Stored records
+++
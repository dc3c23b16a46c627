//! Execution planning — builds a parallel execution schedule from a workflow.

use cascade_core::{NodeId, WorkflowId};
use cascade_workflow::{DependencyGraph, WorkflowDefinition};
use chrono::{DateTime, Utc};
use serde::{Deserialize, Serialize};
use std::collections::HashMap;

use crate::error::ExecutionError;

/// A pre-computed execution plan derived from a workflow definition.
#[derive(Debug, Clone, Serialize, Deserialize)]
pub struct ExecutionPlan {
    /// Workflow this plan was derived from.
    pub workflow_id: WorkflowId,
    /// Waves of nodes; each wave can run concurrently.
    pub waves: Vec<Vec<NodeId>>,
    /// Nodes with no predecessors.
    pub entry_nodes: Vec<NodeId>,
    /// Nodes with no successors.
    pub exit_nodes: Vec<NodeId>,
    /// Total number of nodes in the plan.
    pub total_nodes: usize,
    /// Width of the widest wave.
    pub max_parallel: usize,
    /// Number of waves.
    pub depth: usize,
    /// When this plan was created.
    pub created_at: DateTime<Utc>,
}

impl ExecutionPlan {
    /// Build an execution plan from a workflow definition.
    pub fn from_workflow(workflow: &WorkflowDefinition) -> Result<Self, ExecutionError> {
        let graph = workflow
            .build_graph()
            .map_err(|e| ExecutionError::PlanValidation(format!("graph construction: {e}")))?;
        Self::from_graph(workflow.id, &graph)
    }

    /// Build an execution plan from an already-validated graph.
    pub fn from_graph(
        workflow_id: WorkflowId,
        graph: &DependencyGraph,
    ) -> Result<Self, ExecutionError> {
        let waves = graph
            .compute_waves()
            .map_err(|e| ExecutionError::PlanValidation(format!("wave computation: {e}")))?;

        let max_parallel = waves.iter().map(Vec::len).max().unwrap_or(0);
        Ok(Self {
            workflow_id,
            depth: waves.len(),
            max_parallel,
            total_nodes: graph.node_count(),
            entry_nodes: graph.entry_nodes(),
            exit_nodes: graph.exit_nodes(),
            waves,
            created_at: Utc::now(),
        })
    }

    /// Assert that every graph node appears in exactly one wave.
    pub fn validate(&self, graph: &DependencyGraph) -> Result<(), ExecutionError> {
        let mut seen: HashMap<NodeId, usize> = HashMap::new();
        for wave in &self.waves {
            for &node in wave {
                *seen.entry(node).or_default() += 1;
            }
        }
        for &node in graph.node_ids() {
            match seen.get(&node) {
                Some(1) => {}
                Some(n) => {
                    return Err(ExecutionError::PlanValidation(format!(
                        "node {node} appears in {n} waves"
                    )));
                }
                None => {
                    return Err(ExecutionError::PlanValidation(format!(
                        "node {node} missing from plan"
                    )));
                }
            }
        }
        if seen.len() != graph.node_count() {
            return Err(ExecutionError::PlanValidation(
                "plan contains nodes not in the graph".into(),
            ));
        }
        Ok(())
    }

    /// Longest dependency chain (by node count) via topological traversal.
    pub fn critical_path(&self, graph: &DependencyGraph) -> Result<Vec<NodeId>, ExecutionError> {
        let order = graph
            .topological_sort()
            .map_err(|e| ExecutionError::PlanValidation(e.to_string()))?;

        let mut longest_to: HashMap<NodeId, usize> = HashMap::new();
        let mut best_pred: HashMap<NodeId, NodeId> = HashMap::new();
        for &node in &order {
            let (length, pred) = graph
                .predecessors(node)
                .into_iter()
                .map(|p| (longest_to[&p] + 1, p))
                .max_by_key(|(length, _)| *length)
                .map_or((1, None), |(length, p)| (length, Some(p)));
            longest_to.insert(node, length);
            if let Some(p) = pred {
                best_pred.insert(node, p);
            }
        }

        let Some((&tail, _)) = longest_to.iter().max_by_key(|&(_, &length)| length) else {
            return Ok(Vec::new());
        };
        let mut path = vec![tail];
        let mut current = tail;
        while let Some(&pred) = best_pred.get(&current) {
            path.push(pred);
            current = pred;
        }
        path.reverse();
        Ok(path)
    }
}

#[cfg(test)]
mod tests {
    use super::*;
    use cascade_workflow::{EdgeDefinition, NodeDefinition, NodeType};
    use pretty_assertions::assert_eq;

    fn node(id: NodeId, name: &str) -> NodeDefinition {
        NodeDefinition::new(id, name, NodeType::Transform)
    }

    fn workflow(nodes: Vec<NodeDefinition>, edges: Vec<EdgeDefinition>) -> WorkflowDefinition {
        WorkflowDefinition::new("plan-test")
            .with_nodes(nodes)
            .with_edges(edges)
    }

    #[test]
    fn plan_from_linear_workflow() {
        let a = NodeId::v4();
        let b = NodeId::v4();
        let c = NodeId::v4();
        let wf = workflow(
            vec![node(a, "a"), node(b, "b"), node(c, "c")],
            vec![EdgeDefinition::direct(a, b), EdgeDefinition::direct(b, c)],
        );
        let plan = ExecutionPlan::from_workflow(&wf).unwrap();

        assert_eq!(plan.total_nodes, 3);
        assert_eq!(plan.depth, 3);
        assert_eq!(plan.max_parallel, 1);
        assert_eq!(plan.entry_nodes, vec![a]);
        assert_eq!(plan.exit_nodes, vec![c]);
    }

    #[test]
    fn plan_from_diamond_workflow() {
        let a = NodeId::v4();
        let b = NodeId::v4();
        let c = NodeId::v4();
        let d = NodeId::v4();
        let wf = workflow(
            vec![node(a, "a"), node(b, "b"), node(c, "c"), node(d, "d")],
            vec![
                EdgeDefinition::direct(a, b),
                EdgeDefinition::direct(a, c),
                EdgeDefinition::direct(b, d),
                EdgeDefinition::direct(c, d),
            ],
        );
        let plan = ExecutionPlan::from_workflow(&wf).unwrap();

        assert_eq!(plan.depth, 3);
        assert_eq!(plan.max_parallel, 2);
        assert_eq!(plan.waves[1], vec![b, c]);
    }

    #[test]
    fn plan_rejects_cyclic_workflow() {
        let a = NodeId::v4();
        let b = NodeId::v4();
        let wf = workflow(
            vec![node(a, "a"), node(b, "b")],
            vec![EdgeDefinition::direct(a, b), EdgeDefinition::direct(b, a)],
        );
        let err = ExecutionPlan::from_workflow(&wf).unwrap_err();
        assert!(err.to_string().contains("plan validation"));
    }

    #[test]
    fn plan_validates_against_graph() {
        let a = NodeId::v4();
        let b = NodeId::v4();
        let wf = workflow(
            vec![node(a, "a"), node(b, "b")],
            vec![EdgeDefinition::direct(a, b)],
        );
        let graph = wf.build_graph().unwrap();
        let mut plan = ExecutionPlan::from_workflow(&wf).unwrap();
        plan.validate(&graph).unwrap();

        // A duplicated node is caught.
        plan.waves.push(vec![a]);
        assert!(plan.validate(&graph).is_err());

        // A missing node is caught.
        plan.waves = vec![vec![a]];
        assert!(plan.validate(&graph).is_err());
    }

    #[test]
    fn critical_path_of_uneven_dag() {
        // a -> b -> d, a -> c -> e -> d: the long arm wins.
        let ids: Vec<NodeId> = (0..5).map(|_| NodeId::v4()).collect();
        let (a, b, c, d, e) = (ids[0], ids[1], ids[2], ids[3], ids[4]);
        let wf = workflow(
            vec![node(a, "a"), node(b, "b"), node(c, "c"), node(d, "d"), node(e, "e")],
            vec![
                EdgeDefinition::direct(a, b),
                EdgeDefinition::direct(b, d),
                EdgeDefinition::direct(a, c),
                EdgeDefinition::direct(c, e),
                EdgeDefinition::direct(e, d),
            ],
        );
        let graph = wf.build_graph().unwrap();
        let plan = ExecutionPlan::from_workflow(&wf).unwrap();
        let path = plan.critical_path(&graph).unwrap();

        assert_eq!(path, vec![a, c, e, d]);
    }

    #[test]
    fn plan_serde_roundtrip() {
        let a = NodeId::v4();
        let b = NodeId::v4();
        let wf = workflow(
            vec![node(a, "a"), node(b, "b")],
            vec![EdgeDefinition::direct(a, b)],
        );
        let plan = ExecutionPlan::from_workflow(&wf).unwrap();
        let json = serde_json::to_string(&plan).unwrap();
        let back: ExecutionPlan = serde_json::from_str(&json).unwrap();
        assert_eq!(back.workflow_id, plan.workflow_id);
        assert_eq!(back.waves, plan.waves);
        assert_eq!(back.total_nodes, 2);
    }
}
+++
> Exercise goal
From the records above, return each line that includes "Result".

> Answer for the task
    pub fn from_workflow(workflow: &WorkflowDefinition) -> Result<Self, ExecutionError> {
    ) -> Result<Self, ExecutionError> {
    pub fn validate(&self, graph: &DependencyGraph) -> Result<(), ExecutionError> {
    pub fn critical_path(&self, graph: &DependencyGraph) -> Result<Vec<NodeId>, ExecutionError> {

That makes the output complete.